I grappoli d’uva ancora acerbi diventano l'Agresto, Pojer&Sandri riscoprono una produzione ultramillenaria
Cercherò di stuzzicare curiosità e piacevolezze. Lasciando sempre spazio nel bicchiere alla fantasia
I menù di queste ore abbondano in dolcezze. Per vocazione insita del Natale, perché bontà e auguri sono in simbiosi. Ma si può essere contenti anche con qualcosa di acido? Gustare il cibo delle feste accostandolo a qualcosa d’insolito? Ecco una stimolazione gastronomica assolutamente inconsueta: quella di usare l’agresto. Mai sentito? E pensare che è una produzione ultramillenaria.
I Romani lo chiamavano ‘Omphacium’ e il procedimento per ottenerlo è e rimane quello di quei tempi: raccogliere (o recuperare) i grappoli d’uva ancora decisamente acerbi. Chicchi immaturi esposti alle intemperie estive, da pigiare per ottenere un mosto, appunto l’agresto.
E’ una sorta di salsa da usare per insaporire - ma anche per mascherare difetti - specialmente pesci e carni. Procedura doverosa in quanto allora non erano entrati ancora in funzione i frigoriferi.
Così l’agresto era stato relegato nei ricordi. Fino alle recenti stagioni della pandemia. Quando Mario Pojer, istrionico vignaiolo di Faedo, ha recuperato il metodo ancestrale per ottenere questo ‘Omphacium’ decisamente Made in Trentino.

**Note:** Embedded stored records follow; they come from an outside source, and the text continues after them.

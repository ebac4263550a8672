//! Sort & Split: static partition of the sorted weight list.
//!
//! Sort descending, cut into m contiguous chunks whose sizes differ by at
//! most one (the first n mod m chunks take the extra job), give chunk i to
//! machine i. Non-adaptive (the partition ignores the weights beyond
//! their order), which makes it a fast O(n log n) baseline. Within a
//! machine a chunk would be re-sorted by original index for presentation
//! only; the cost is computed on the chunk as received, already in
//! completion order.

use super::{Fit, Solver};
use crate::models::{decorate_sorted, sequence_cost, Cost, Weight};
use crate::validation::{check_fitted, check_job_count, check_machine_count, SolveResult};

/// Static sorted partition into as-equal-as-possible chunks.
#[derive(Debug, Clone, Default)]
pub struct SortAndSplit {
    fitted: Option<Fit>,
}

impl SortAndSplit {
    /// Creates an unfitted solver.
    pub fn new() -> Self {
        Self::default()
    }
}

impl Solver for SortAndSplit {
    fn name(&self) -> &'static str {
        "Sort & Split"
    }

    fn fit(&mut self, jobs: usize, machines: usize) -> SolveResult<()> {
        check_machine_count(machines)?;
        self.fitted = Some(Fit { jobs, machines });
        Ok(())
    }

    fn transform(&mut self, weights: &[Weight]) -> SolveResult<Cost> {
        let fit = check_fitted(self.fitted)?;
        check_job_count(fit.jobs, weights.len())?;

        let jobs = decorate_sorted(weights);
        let base = jobs.len() / fit.machines;
        let extra = jobs.len() % fit.machines;

        let mut total = 0;
        let mut start = 0;
        for machine in 0..fit.machines {
            let size = base + usize::from(machine < extra);
            let chunk = &jobs[start..start + size];
            total += sequence_cost(chunk.iter().map(|job| job.weight));
            start += size;
        }

        Ok(total)
    }

    fn description(&self) -> &'static str {
        "Sort decreasing, split into equal contiguous chunks"
    }
}
use std::fmt;

use zerocopy::{
    FromBytes, Immutable, IntoBytes, KnownLayout, Unaligned,
    byteorder::big_endian::{U32, U64},
};

/// Errors when reading a qcow2 header.
#[derive(Debug, snafu::Snafu)]
#[non_exhaustive]
pub enum ReadError {
    #[snafu(display("image is too small to hold a qcow2 header"))]
    TooSmall,
    #[snafu(display("invalid qcow2 magic"))]
    InvalidMagic,

    #[snafu(display("unsupported qcow2 version {version}"))]
    UnsupportedVersion { version: u32 },

    #[snafu(display("declared header length {length} is shorter than the version 3 header"))]
    InvalidHeaderLength { length: u32 },
}

type Result<T, E = ReadError> = std::result::Result<T, E>;

/// The qcow2 magic, `QFI\xfb` read as a big-endian word.
pub const QCOW2_MAGIC: u32 = 0x514649FB;

/// Size of the fixed version 2 header region.
pub const V2_HEADER_SIZE: usize = 72;

/// Size of the fixed header region including the version 3 fields.
pub const V3_HEADER_SIZE: usize = 104;

#[derive(Debug, FromBytes, IntoBytes, KnownLayout, Immutable, Unaligned)]
#[repr(C)]
pub struct HeaderRaw {
    pub magic: U32,                   // 0x00 - 0x514649FB
    pub version: U32,                 // 0x04 - 2 or 3
    pub backing_file_offset: U64,     // 0x08 - offset of the backing file name
    pub backing_file_size: U32,       // 0x10 - length of the backing file name
    pub cluster_bits: U32,            // 0x14 - log2 of the cluster size
    pub size: U64,                    // 0x18 - virtual disk size in bytes
    pub crypt_method: U32,            // 0x20 - 0 = none, 1 = AES, 2 = LUKS
    pub l1_size: U32,                 // 0x24 - number of L1 table entries
    pub l1_table_offset: U64,         // 0x28 - offset of the active L1 table
    pub refcount_table_offset: U64,   // 0x30 - offset of the refcount table
    pub refcount_table_clusters: U32, // 0x38 - clusters occupied by the refcount table
    pub nb_snapshots: U32,            // 0x3C - number of snapshots
    pub snapshots_offset: U64,        // 0x40 - offset of the snapshot table
                                      // 0x48 - end of the version 2 header
}

#[derive(Debug, FromBytes, IntoBytes, KnownLayout, Immutable, Unaligned)]
#[repr(C)]
pub struct V3FieldsRaw {
    pub incompatible_features: U64, // 0x48 - features the reader must support
    pub compatible_features: U64,   // 0x50 - optional features
    pub autoclear_features: U64,    // 0x58 - features to clear on rewrite
    pub refcount_order: U32,        // 0x60 - log2 of the refcount entry width in bits
    pub header_length: U32,         // 0x64 - total header length in bytes
                                    // 0x68 - end of the version 3 header
}

/// Encryption method declared by the header.
#[derive(Debug, Clone, Copy, PartialEq, Eq, Hash)]
#[non_exhaustive]
pub enum CryptMethod {
    None,
    Aes,
    Luks,
    /// Unrecognized method value.
    Unknown(u32),
}

impl CryptMethod {
    /// Returns the raw numeric method value.
    #[must_use]
    pub const fn as_u32(self) -> u32 {
        match self {
            Self::None => 0,
            Self::Aes => 1,
            Self::Luks => 2,
            Self::Unknown(raw) => raw,
        }
    }

    /// Converts a raw numeric method value into a [`CryptMethod`].
    #[must_use]
    pub const fn from_u32(raw: u32) -> Self {
        match raw {
            0 => Self::None,
            1 => Self::Aes,
            2 => Self::Luks,
            other => Self::Unknown(other),
        }
    }
}

impl fmt::Display for CryptMethod {
    fn fmt(&self, f: &mut fmt::Formatter<'_>) -> fmt::Result {
        match self {
            Self::None => write!(f, "none"),
            Self::Aes => write!(f, "AES"),
            Self::Luks => write!(f, "LUKS"),
            Self::Unknown(raw) => write!(f, "unknown (0x{raw:X})"),
        }
    }
}

#[derive(Clone, Copy, Debug, Default, PartialEq, Eq, PartialOrd, Ord, Hash)]
pub struct IncompatibleFeatures(u64);

bitflags::bitflags! {
    impl IncompatibleFeatures: u64 {
        const DIRTY = 1 << 0;
        const CORRUPT = 1 << 1;
        const EXTERNAL_DATA_FILE = 1 << 2;
        const COMPRESSION_TYPE = 1 << 3;
        const EXTENDED_L2 = 1 << 4;
    }
}

impl fmt::Display for IncompatibleFeatures {
    fn fmt(&self, f: &mut fmt::Formatter<'_>) -> fmt::Result {
        let known = [
            (Self::DIRTY.bits(), "dirty bit"),
            (Self::CORRUPT.bits(), "corrupt bit"),
            (Self::EXTERNAL_DATA_FILE.bits(), "external data file"),
            (Self::COMPRESSION_TYPE.bits(), "compression type"),
            (Self::EXTENDED_L2.bits(), "extended L2 entries"),
        ];
        write_feature_bits(f, self.bits(), Self::all().bits(), &known)
    }
}

#[derive(Clone, Copy, Debug, Default, PartialEq, Eq, PartialOrd, Ord, Hash)]
pub struct CompatibleFeatures(u64);

bitflags::bitflags! {
    impl CompatibleFeatures: u64 {
        const LAZY_REFCOUNTS = 1 << 0;
    }
}

impl fmt::Display for CompatibleFeatures {
    fn fmt(&self, f: &mut fmt::Formatter<'_>) -> fmt::Result {
        let known = [(Self::LAZY_REFCOUNTS.bits(), "lazy refcounts")];
        write_feature_bits(f, self.bits(), Self::all().bits(), &known)
    }
}

#[derive(Clone, Copy, Debug, Default, PartialEq, Eq, PartialOrd, Ord, Hash)]
pub struct AutoclearFeatures(u64);

bitflags::bitflags! {
    impl AutoclearFeatures: u64 {
        const BITMAPS = 1 << 0;
        const RAW_EXTERNAL_DATA = 1 << 1;
    }
}

impl fmt::Display for AutoclearFeatures {
    fn fmt(&self, f: &mut fmt::Formatter<'_>) -> fmt::Result {
        let known = [
            (Self::BITMAPS.bits(), "bitmaps"),
            (Self::RAW_EXTERNAL_DATA.bits(), "raw external data"),
        ];
        write_feature_bits(f, self.bits(), Self::all().bits(), &known)
    }
}

/// Lists the named bits set in `bits`, then any leftover unknown bits as hex.
fn write_feature_bits(
    f: &mut fmt::Formatter<'_>,
    bits: u64,
    known_mask: u64,
    known: &[(u64, &str)],
) -> fmt::Result {
    if bits == 0 {
        return write!(f, "(none)");
    }

    let mut first = true;
    let mut write_flag = |f: &mut fmt::Formatter<'_>, name: &str| -> fmt::Result {
        if !first {
            write!(f, ", ")?;
        }
        first = false;
        write!(f, "{}", name)
    };

    for &(flag, name) in known {
        if bits & flag != 0 {
            write_flag(f, name)?;
        }
    }

    let unknown = bits & !known_mask;
    if unknown != 0 {
        write_flag(f, &format!("unknown bits 0x{unknown:X}"))?;
    }

    Ok(())
}

/// Decoded qcow2 image header.
///
/// Version 3 fields exist only on the [`Header::V3`] variant; a version 2
/// image cannot present them at all. Fields shared by both versions are
/// reachable through the accessor methods.
#[derive(Debug, Clone, PartialEq, Eq)]
#[must_use]
pub enum Header {
    V2(HeaderV2),
    V3(HeaderV3),
}

/// Fixed fields of a version 2 header.
#[derive(Debug, Clone, PartialEq, Eq)]
pub struct HeaderV2 {
    pub backing_file_offset: u64,
    pub backing_file_size: u32,
    pub cluster_bits: u32,
    pub size: u64,
    pub crypt_method: CryptMethod,
    pub l1_size: u32,
    pub l1_table_offset: u64,
    pub refcount_table_offset: u64,
    pub refcount_table_clusters: u32,
    pub nb_snapshots: u32,
    pub snapshots_offset: u64,
}

/// Fixed fields of a version 3 header.
#[derive(Debug, Clone, PartialEq, Eq)]
pub struct HeaderV3 {
    pub backing_file_offset: u64,
    pub backing_file_size: u32,
    pub cluster_bits: u32,
    pub size: u64,
    pub crypt_method: CryptMethod,
    pub l1_size: u32,
    pub l1_table_offset: u64,
    pub refcount_table_offset: u64,
    pub refcount_table_clusters: u32,
    pub nb_snapshots: u32,
    pub snapshots_offset: u64,
    pub incompatible_features: IncompatibleFeatures,
    pub compatible_features: CompatibleFeatures,
    pub autoclear_features: AutoclearFeatures,
    pub refcount_order: u32,
    pub header_length: u32,
}

impl HeaderV2 {
    fn from_raw(raw: &HeaderRaw) -> Self {
        Self {
            backing_file_offset: raw.backing_file_offset.get(),
            backing_file_size: raw.backing_file_size.get(),
            cluster_bits: raw.cluster_bits.get(),
            size: raw.size.get(),
            crypt_method: CryptMethod::from_u32(raw.crypt_method.get()),
            l1_size: raw.l1_size.get(),
            l1_table_offset: raw.l1_table_offset.get(),
            refcount_table_offset: raw.refcount_table_offset.get(),
            refcount_table_clusters: raw.refcount_table_clusters.get(),
            nb_snapshots: raw.nb_snapshots.get(),
            snapshots_offset: raw.snapshots_offset.get(),
        }
    }
}

impl HeaderV3 {
    fn from_raw(fixed: &HeaderRaw, v3: &V3FieldsRaw) -> Self {
        Self {
            backing_file_offset: fixed.backing_file_offset.get(),
            backing_file_size: fixed.backing_file_size.get(),
            cluster_bits: fixed.cluster_bits.get(),
            size: fixed.size.get(),
            crypt_method: CryptMethod::from_u32(fixed.crypt_method.get()),
            l1_size: fixed.l1_size.get(),
            l1_table_offset: fixed.l1_table_offset.get(),
            refcount_table_offset: fixed.refcount_table_offset.get(),
            refcount_table_clusters: fixed.refcount_table_clusters.get(),
            nb_snapshots: fixed.nb_snapshots.get(),
            snapshots_offset: fixed.snapshots_offset.get(),
            incompatible_features: IncompatibleFeatures::from_bits_retain(
                v3.incompatible_features.get(),
            ),
            compatible_features: CompatibleFeatures::from_bits_retain(v3.compatible_features.get()),
            autoclear_features: AutoclearFeatures::from_bits_retain(v3.autoclear_features.get()),
            refcount_order: v3.refcount_order.get(),
            header_length: v3.header_length.get(),
        }
    }
}

impl Header {
    /// Parses a qcow2 header from raw bytes.
    ///
    /// Consumes the 72-byte fixed region, or 104 bytes when the version
    /// field says 3. Extension records after the header are not read here.
    ///
    /// # Errors
    ///
    /// Returns an error if the data is too small, has an invalid magic
    /// number, declares a version other than 2 or 3, or (version 3)
    /// declares a total header length shorter than the fixed fields.
    pub fn read(raw: &[u8]) -> Result<Self> {
        // Check size first so the fixed region reads without a bound check.
        snafu::ensure!(raw.len() >= V2_HEADER_SIZE, TooSmallSnafu);

        let (fixed, rest) = HeaderRaw::read_from_prefix(raw).map_err(|_| TooSmallSnafu.build())?;

        // Check magic before anything else; a wrong magic means this is not
        // a qcow2 image, whatever the remaining bytes say.
        snafu::ensure!(fixed.magic.get() == QCOW2_MAGIC, InvalidMagicSnafu);

        match fixed.version.get() {
            2 => Ok(Self::V2(HeaderV2::from_raw(&fixed))),
            3 => {
                let (v3, _) =
                    V3FieldsRaw::read_from_prefix(rest).map_err(|_| TooSmallSnafu.build())?;

                let length = v3.header_length.get();
                snafu::ensure!(
                    length as usize >= V3_HEADER_SIZE,
                    InvalidHeaderLengthSnafu { length }
                );

                Ok(Self::V3(HeaderV3::from_raw(&fixed, &v3)))
            }
            version => UnsupportedVersionSnafu { version }.fail(),
        }
    }

    /// Returns the qcow2 version, 2 or 3.
    #[must_use]
    pub const fn version(&self) -> u32 {
        match self {
            Self::V2(_) => 2,
            Self::V3(_) => 3,
        }
    }

    /// Returns the total header length in bytes.
    ///
    /// Fixed at 72 for version 2; the decoded `header_length` field for
    /// version 3. The extension area starts at this file offset.
    #[must_use]
    pub const fn header_length(&self) -> u32 {
        match self {
            Self::V2(_) => V2_HEADER_SIZE as u32,
            Self::V3(header) => header.header_length,
        }
    }

    /// Returns the offset of the backing file name, zero when absent.
    #[must_use]
    pub const fn backing_file_offset(&self) -> u64 {
        match self {
            Self::V2(header) => header.backing_file_offset,
            Self::V3(header) => header.backing_file_offset,
        }
    }

    /// Returns the length of the backing file name in bytes.
    #[must_use]
    pub const fn backing_file_size(&self) -> u32 {
        match self {
            Self::V2(header) => header.backing_file_size,
            Self::V3(header) => header.backing_file_size,
        }
    }

    /// Returns `true` if the image declares a backing file.
    #[must_use]
    pub const fn has_backing_file(&self) -> bool {
        self.backing_file_offset() != 0
    }

    /// Returns log2 of the cluster size.
    #[must_use]
    pub const fn cluster_bits(&self) -> u32 {
        match self {
            Self::V2(header) => header.cluster_bits,
            Self::V3(header) => header.cluster_bits,
        }
    }

    /// Returns the cluster size in bytes, or `None` if `cluster_bits` does
    /// not fit a 64-bit size.
    #[must_use]
    pub const fn cluster_size(&self) -> Option<u64> {
        1u64.checked_shl(self.cluster_bits())
    }

    /// Returns the virtual disk size in bytes.
    #[must_use]
    pub const fn virtual_size(&self) -> u64 {
        match self {
            Self::V2(header) => header.size,
            Self::V3(header) => header.size,
        }
    }

    /// Returns the declared encryption method.
    #[must_use]
    pub const fn crypt_method(&self) -> CryptMethod {
        match self {
            Self::V2(header) => header.crypt_method,
            Self::V3(header) => header.crypt_method,
        }
    }

    /// Returns the number of L1 table entries.
    #[must_use]
    pub const fn l1_size(&self) -> u32 {
        match self {
            Self::V2(header) => header.l1_size,
            Self::V3(header) => header.l1_size,
        }
    }

    /// Returns the offset of the active L1 table.
    #[must_use]
    pub const fn l1_table_offset(&self) -> u64 {
        match self {
            Self::V2(header) => header.l1_table_offset,
            Self::V3(header) => header.l1_table_offset,
        }
    }

    /// Returns the offset of the refcount table.
    #[must_use]
    pub const fn refcount_table_offset(&self) -> u64 {
        match self {
            Self::V2(header) => header.refcount_table_offset,
            Self::V3(header) => header.refcount_table_offset,
        }
    }

    /// Returns the number of clusters the refcount table occupies.
    #[must_use]
    pub const fn refcount_table_clusters(&self) -> u32 {
        match self {
            Self::V2(header) => header.refcount_table_clusters,
            Self::V3(header) => header.refcount_table_clusters,
        }
    }

    /// Returns the number of snapshots in the image.
    #[must_use]
    pub const fn nb_snapshots(&self) -> u32 {
        match self {
            Self::V2(header) => header.nb_snapshots,
            Self::V3(header) => header.nb_snapshots,
        }
    }

    /// Returns the offset of the snapshot table.
    #[must_use]
    pub const fn snapshots_offset(&self) -> u64 {
        match self {
            Self::V2(header) => header.snapshots_offset,
            Self::V3(header) => header.snapshots_offset,
        }
    }
}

Lo ha prodotto - in maniera artigianale, ma con minuziose tecniche frutto di sagacia enologica - sfruttando grappoli immaturi o acini preventivamente tagliati ancora verdi per migliorare lo sviluppo delle uve. Una vendemmia verde, mirata a trasformarsi in una acidula prelibatezza. L’agresto è presente nei ricettari dell’Artusi (ricetta di piccione in umido) e nelle pietanze medievali, in stimolanti proposte di cucina rigorosamente vegetale, specialmente tra i cuochi francesi - lo chiamano ’verjus’ - o quelli d’oltreoceano, dove trova impiego come ‘verjuice’.
Mario Pojer assieme al suo storico socio Fiorentino Sandri lo ha messo in bottiglia seguendo una procedura legata al loro progetto Zero Infinito, vale a dire sfruttare uve da colture e piante che nulla hanno da spartire con la chimica.
Produzione sperimentale, con ottimi riscontri. Perché l’agresto stimola innovative performances gastronomiche, coinvolge cuochi di mezzo mondo in accostamenti e migliorie gustative supportate dall’acidità inconfondibile di questo succo acido da ime immature.
Agresto che il duo Pojer&Sandri viene prodotto a impatto chimico praticamente zero. Con una tecnologia di cantina da loro studiata riescono a concentrare il mosto, sottovuoto e a basse temperature attorno ai 25 gradi, togliendo quasi il 50% d’acqua. Per avere un succo acido molto sapido, inconsueto e per certi versi impensabile. Una via di mezzo tra il succo di limone e un tradizionale aceto di vino.
Si può usare per mitigare la grassezza di qualche condimento, senza tralasciare l’escamotage di mixarlo con olio extravergine d’oliva, ma anche da diluire con acqua, per una bibita dissetante. Oppure con certi acolici - gin in primis - o cocktail variegati. Insomma, nella dolcezza - spesso stucchevole - del Natale, anche l’agresto trova spazio.